Stored items from a collection:
use std::fmt;
use std::fs;
use std::path::{MAIN_SEPARATOR, Path, PathBuf};
use std::time::Duration;

use serde::{Deserialize, Serialize};

use crate::error::{ConfigError, Result};
use crate::headers::parse_headers;
use crate::request::FetchRequest;

/// Default generated class name.
pub const DEFAULT_CLASS_NAME: &str = "GeneratedGraphqlAPI";
/// Default generated package.
pub const DEFAULT_PACKAGE: &str = "com.example.graphql.generated";
/// Default output directory.
pub const DEFAULT_OUTPUT_DIR: &str = "./generated";

/// Target language of the generated bindings.
#[derive(Debug, Clone, Copy, PartialEq, Eq, Hash, Default, Serialize, Deserialize)]
pub enum Language {
    /// Java source (`.java`)
    #[default]
    #[serde(alias = "java", alias = "JAVA")]
    Java,
    /// TypeScript source (`.ts`)
    #[serde(alias = "typescript", alias = "Typescript")]
    TypeScript,
}

impl Language {
    /// Human-readable name, also used as the template registry key.
    pub fn display_name(self) -> &'static str {
        match self {
            Self::Java => "Java",
            Self::TypeScript => "TypeScript",
        }
    }

    /// File extension used when the template does not declare one.
    pub fn default_extension(self) -> &'static str {
        match self {
            Self::Java => ".java",
            Self::TypeScript => ".ts",
        }
    }
}

impl fmt::Display for Language {
    fn fmt(&self, formatter: &mut fmt::Formatter<'_>) -> fmt::Result {
        formatter.write_str(self.display_name())
    }
}

/// Raw configuration of one generation target, as read from the config file.
///
/// Numeric fields are signed so that negative values survive deserialization
/// and are reported by [`TargetConfig::validate`].
#[derive(Debug, Clone, PartialEq, Eq, Serialize, Deserialize)]
#[serde(default, deny_unknown_fields)]
pub struct TargetConfig {
    /// Remote GraphQL endpoint
    pub url: String,
    /// Extra request headers as `name:value` strings
    pub headers: Vec<String>,
    /// Language of the generated source
    pub language: Language,
    /// Generated class name
    pub class_name: String,
    /// Generated package / namespace
    pub package: String,
    /// Directory receiving the generated file
    pub output_dir: String,
    /// Abort the target when a blocking validation rule fails
    pub fail_on_validation_error: bool,
    /// Optional file receiving the validation error report
    pub validation_report_file: Option<PathBuf>,
    /// Rule identifiers whose failures are downgraded to warnings
    pub ignored_validation_rules: Vec<String>,
    /// Connect timeout in milliseconds, 0 for none
    pub connect_timeout_ms: i64,
    /// Socket read timeout in milliseconds, 0 for none
    pub socket_timeout_ms: i64,
    /// Retries after the first attempt for transient failures
    pub max_retries: i64,
    /// Linear backoff base in milliseconds
    pub retry_backoff_ms: i64,
}

impl Default for TargetConfig {
    fn default() -> Self {
        Self {
            url: String::new(),
            headers: Vec::new(),
            language: Language::default(),
            class_name: DEFAULT_CLASS_NAME.to_owned(),
            package: DEFAULT_PACKAGE.to_owned(),
            output_dir: DEFAULT_OUTPUT_DIR.to_owned(),
            fail_on_validation_error: true,
            validation_report_file: None,
            ignored_validation_rules: Vec::new(),
            connect_timeout_ms: 5000,
            socket_timeout_ms: 5000,
            max_retries: 2,
            retry_backoff_ms: 500,
        }
    }
}

impl TargetConfig {
    /// Creates a configuration for `url` with every other field defaulted.
    pub fn new(url: impl Into<String>) -> Self {
        Self {
            url: url.into(),
            ..Self::default()
        }
    }

    /// Validates every field and builds the immutable per-target settings.
    ///
    /// # Errors
    /// Returns the first configuration problem found. No I/O is performed.
    pub fn validate(&self) -> Result<ValidatedTarget> {
        if !is_valid_identifier(&self.class_name) {
            return Err(ConfigError::InvalidIdentifier {
                field: "class_name",
                value: self.class_name.clone(),
            });
        }
        if !is_valid_namespace(&self.package) {
            return Err(ConfigError::InvalidNamespace {
                field: "package",
                value: self.package.clone(),
            });
        }

        let connect_timeout = millis("connect_timeout_ms", self.connect_timeout_ms)?;
        let read_timeout = millis("socket_timeout_ms", self.socket_timeout_ms)?;
        let retries = non_negative("max_retries", self.max_retries)?;
        let max_retries = u32::try_from(retries).map_err(|_| ConfigError::TooLarge {
            field: "max_retries",
            value: self.max_retries,
            max: u64::from(u32::MAX),
        })?;
        let backoff_base = millis("retry_backoff_ms", self.retry_backoff_ms)?;

        let request = FetchRequest::new(&self.url)?
            .with_headers(parse_headers(&self.headers))
            .with_connect_timeout(connect_timeout)
            .with_read_timeout(read_timeout)
            .with_max_retries(max_retries)
            .with_backoff_base(backoff_base);

        let validation_report_file = self
            .validation_report_file
            .as_ref()
            .filter(|path| !path.as_os_str().is_empty())
            .cloned();

        Ok(ValidatedTarget {
            request,
            language: self.language,
            class_name: self.class_name.clone(),
            package: self.package.clone(),
            output_dir: normalize_dir(&self.output_dir),
            fail_on_validation_error: self.fail_on_validation_error,
            validation_report_file,
            ignored_validation_rules: self
                .ignored_validation_rules
                .iter()
                .map(|rule| rule.trim().to_owned())
                .filter(|rule| !rule.is_empty())
                .collect(),
        })
    }
}

/// Per-target settings after validation. Never mutated after construction.
#[derive(Debug, Clone, PartialEq, Eq)]
pub struct ValidatedTarget {
    /// Request used for the single schema fetch of this target
    pub request: FetchRequest,
    /// Language of the generated source
    pub language: Language,
    /// Generated class name
    pub class_name: String,
    /// Generated package / namespace
    pub package: String,
    /// Normalized output directory
    pub output_dir: PathBuf,
    /// Abort on blocking validation failure
    pub fail_on_validation_error: bool,
    /// Optional validation report destination
    pub validation_report_file: Option<PathBuf>,
    /// Trimmed, non-empty ignored rule identifiers
    pub ignored_validation_rules: Vec<String>,
}

/// Top-level layout of the configuration file: a list of `[[targets]]`.
#[derive(Debug, Clone, Default, PartialEq, Eq, Serialize, Deserialize)]
#[serde(deny_unknown_fields)]
pub struct TargetsFile {
    /// Generation targets, processed independently
    #[serde(default)]
    pub targets: Vec<TargetConfig>,
}

impl TargetsFile {
    /// Parses a TOML configuration document.
    ///
    /// # Errors
    /// Returns an error if the document is malformed or lists no targets.
    pub fn from_toml_str(content: &str) -> Result<Self> {
        let file: Self = toml::from_str(content)?;
        if file.targets.is_empty() {
            return Err(ConfigError::NoTargets);
        }
        Ok(file)
    }

    /// Reads and parses a TOML configuration file.
    ///
    /// # Errors
    /// Returns an error if the file cannot be read or parsed.
    pub fn load(path: &Path) -> Result<Self> {
        let content = fs::read_to_string(path).map_err(|source| ConfigError::Read {
            path: path.to_path_buf(),
            source,
        })?;
        Self::from_toml_str(&content)
    }
}

/// Returns `true` if `name` is a valid type identifier for the generated source.
pub fn is_valid_identifier(name: &str) -> bool {
    let mut chars = name.chars();
    let Some(first) = chars.next() else {
        return false;
    };
    (first.is_alphabetic() || first == '_' || first == '$')
        && chars.all(|ch| ch.is_alphanumeric() || ch == '_' || ch == '$')
}

/// Returns `true` if `namespace` is a dot-separated list of identifiers.
pub fn is_valid_namespace(namespace: &str) -> bool {
    !namespace.is_empty() && namespace.split('.').all(is_valid_identifier)
}

fn non_negative(field: &'static str, value: i64) -> Result<u64> {
    u64::try_from(value).map_err(|_| ConfigError::Negative { field, value })
}

fn millis(field: &'static str, value: i64) -> Result<Duration> {
    non_negative(field, value).map(Duration::from_millis)
}

fn normalize_dir(dir: &str) -> PathBuf {
    let trimmed = dir.trim();
    if trimmed.is_empty() {
        return PathBuf::from(DEFAULT_OUTPUT_DIR);
    }

    let mut normalized: String = trimmed
        .chars()
        .map(|ch| if ch == '/' || ch == '\\' { MAIN_SEPARATOR } else { ch })
        .collect();
    while normalized.len() > 1 && normalized.ends_with(MAIN_SEPARATOR) {
        normalized.pop();
    }
    PathBuf::from(normalized)
}

#[cfg(test)]
mod tests {
    use super::*;
    use std::fs::write;
    use tempfile::TempDir;

    fn config() -> TargetConfig {
        TargetConfig::new("http://localhost:8080/graphql")
    }

    #[test]
    fn test_defaults_validate() {
        let target = config().validate().unwrap();
        assert_eq!(target.class_name, DEFAULT_CLASS_NAME);
        assert_eq!(target.package, DEFAULT_PACKAGE);
        assert_eq!(target.request.max_retries(), 2);
        assert_eq!(target.request.backoff_base(), Duration::from_millis(500));
        assert_eq!(target.request.connect_timeout(), Duration::from_secs(5));
        assert!(target.fail_on_validation_error);
    }

    #[test]
    fn test_negative_values_are_rejected() {
        let cases: [(&str, fn(&mut TargetConfig)); 4] = [
            ("connect_timeout_ms", |cfg| cfg.connect_timeout_ms = -1),
            ("socket_timeout_ms", |cfg| cfg.socket_timeout_ms = -5),
            ("max_retries", |cfg| cfg.max_retries = -1),
            ("retry_backoff_ms", |cfg| cfg.retry_backoff_ms = -10),
        ];

        for (expected_field, mutate) in cases {
            let mut cfg = config();
            mutate(&mut cfg);
            match cfg.validate() {
                Err(ConfigError::Negative { field, .. }) => assert_eq!(field, expected_field),
                other => panic!("expected negative error for {expected_field}, got {other:?}"),
            }
        }
    }

    #[test]
    fn test_oversized_max_retries_is_rejected() {
        let mut cfg = config();
        cfg.max_retries = i64::from(u32::MAX) + 1;
        match cfg.validate() {
            Err(ConfigError::TooLarge { field, value, max }) => {
                assert_eq!(field, "max_retries");
                assert_eq!(value, 4_294_967_296);
                assert_eq!(max, u64::from(u32::MAX));
            }
            other => panic!("expected oversized error, got {other:?}"),
        }

        cfg.max_retries = i64::from(u32::MAX);
        assert_eq!(cfg.validate().unwrap().request.max_retries(), u32::MAX);
    }

    #[test]
    fn test_illegal_header_never_reaches_request() {
        let mut cfg = config();
        cfg.headers = vec!["X Bad Name: v".to_owned(), "Authorization: Bearer abc".to_owned()];
        let target = cfg.validate().unwrap();
        assert_eq!(target.request.header_names(), vec!["Authorization".to_owned()]);
    }

    #[test]
    fn test_invalid_identifiers_are_rejected() {
        let mut bad_class = config();
        bad_class.class_name = "1Api".to_owned();
        assert!(matches!(
            bad_class.validate(),
            Err(ConfigError::InvalidIdentifier { .. })
        ));

        let mut bad_package = config();
        bad_package.package = "com..example".to_owned();
        assert!(matches!(
            bad_package.validate(),
            Err(ConfigError::InvalidNamespace { .. })
        ));
    }

    #[test]
    fn test_url_checked_before_anything_else_network_related() {
        let cfg = TargetConfig::new("localhost:8080/graphql");
        assert!(matches!(
            cfg.validate(),
            Err(ConfigError::UnsupportedScheme { .. })
        ));
        assert!(matches!(
            TargetConfig::new("").validate(),
            Err(ConfigError::MissingUrl)
        ));
    }

    #[test]
    fn test_headers_are_parsed_leniently() {
        let mut cfg = config();
        cfg.headers = vec![
            "Authorization: Bearer t".to_owned(),
            "broken".to_owned(),
            ":empty".to_owned(),
        ];
        let target = cfg.validate().unwrap();
        assert_eq!(target.request.header_names(), vec!["Authorization".to_owned()]);
    }

    #[test]
    fn test_output_dir_normalization() {
        assert_eq!(normalize_dir("  "), PathBuf::from(DEFAULT_OUTPUT_DIR));
        let expected: PathBuf = ["out", "gen"].iter().collect();
        assert_eq!(normalize_dir("out/gen///"), expected);
        assert_eq!(normalize_dir("/"), PathBuf::from(MAIN_SEPARATOR.to_string()));
    }

    #[test]
    fn test_ignored_rules_are_trimmed() {
        let mut cfg = config();
        cfg.ignored_validation_rules = vec![" braces_balanced ".to_owned(), "  ".to_owned()];
        let target = cfg.validate().unwrap();
        assert_eq!(target.ignored_validation_rules, vec!["braces_balanced".to_owned()]);
    }

    #[test]
    fn test_identifier_rules() {
        assert!(is_valid_identifier("Api"));
        assert!(is_valid_identifier("_Api$2"));
        assert!(!is_valid_identifier(""));
        assert!(!is_valid_identifier("My-Api"));
        assert!(is_valid_namespace("com.example.api"));
        assert!(!is_valid_namespace("com.example."));
        assert!(!is_valid_namespace(""));
    }

    #[test]
    fn test_targets_file_parsing() {
        let file = TargetsFile::from_toml_str(
            r#"
            [[targets]]
            url = "http://localhost:1/graphql"
            class_name = "Api"
            package = "com.example"
            headers = ["Authorization: Bearer x"]
            ignored_validation_rules = ["PARENTHESES_BALANCED"]

            [[targets]]
            url = "https://other/graphql"
            language = "TypeScript"
            max_retries = -3
            "#,
        )
        .unwrap();

        assert_eq!(file.targets.len(), 2);
        assert_eq!(file.targets[0].class_name, "Api");
        assert_eq!(file.targets[1].language, Language::TypeScript);
        assert_eq!(file.targets[1].package, DEFAULT_PACKAGE);
        assert!(matches!(
            file.targets[1].validate(),
            Err(ConfigError::Negative { .. })
        ));
    }

    #[test]
    fn test_targets_file_requires_targets() {
        assert!(matches!(
            TargetsFile::from_toml_str(""),
            Err(ConfigError::NoTargets)
        ));
        assert!(matches!(
            TargetsFile::from_toml_str("[[targets]]\nunknown_key = 1\n"),
            Err(ConfigError::Toml(_))
        ));
    }

    #[test]
    fn test_targets_file_load() {
        let dir = TempDir::new().unwrap();
        let path = dir.path().join("schemagen.toml");
        write(&path, "[[targets]]\nurl = \"http://localhost/graphql\"\n").unwrap();
        let file = TargetsFile::load(&path).unwrap();
        assert_eq!(file.targets.len(), 1);

        let missing = TargetsFile::load(&dir.path().join("missing.toml"));
        assert!(matches!(missing, Err(ConfigError::Read { .. })));
    }
}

[EXERCISE REQUIREMENTS]:
The entries above hold a line with "let mut chars = name.chars();" and a later line with "let trimmed = dir.trim();". Write out exactly those lines and all lines between, nothing more.

[ANSWER BELOW]:
    let mut chars = name.chars();
    let Some(first) = chars.next() else {
        return false;
    };
    (first.is_alphabetic() || first == '_' || first == '$')
        && chars.all(|ch| ch.is_alphanumeric() || ch == '_' || ch == '$')
}

/// Returns `true` if `namespace` is a dot-separated list of identifiers.
pub fn is_valid_namespace(namespace: &str) -> bool {
    !namespace.is_empty() && namespace.split('.').all(is_valid_identifier)
}

fn non_negative(field: &'static str, value: i64) -> Result<u64> {
    u64::try_from(value).map_err(|_| ConfigError::Negative { field, value })
}

fn millis(field: &'static str, value: i64) -> Result<Duration> {
    non_negative(field, value).map(Duration::from_millis)
}

fn normalize_dir(dir: &str) -> PathBuf {
    let trimmed = dir.trim();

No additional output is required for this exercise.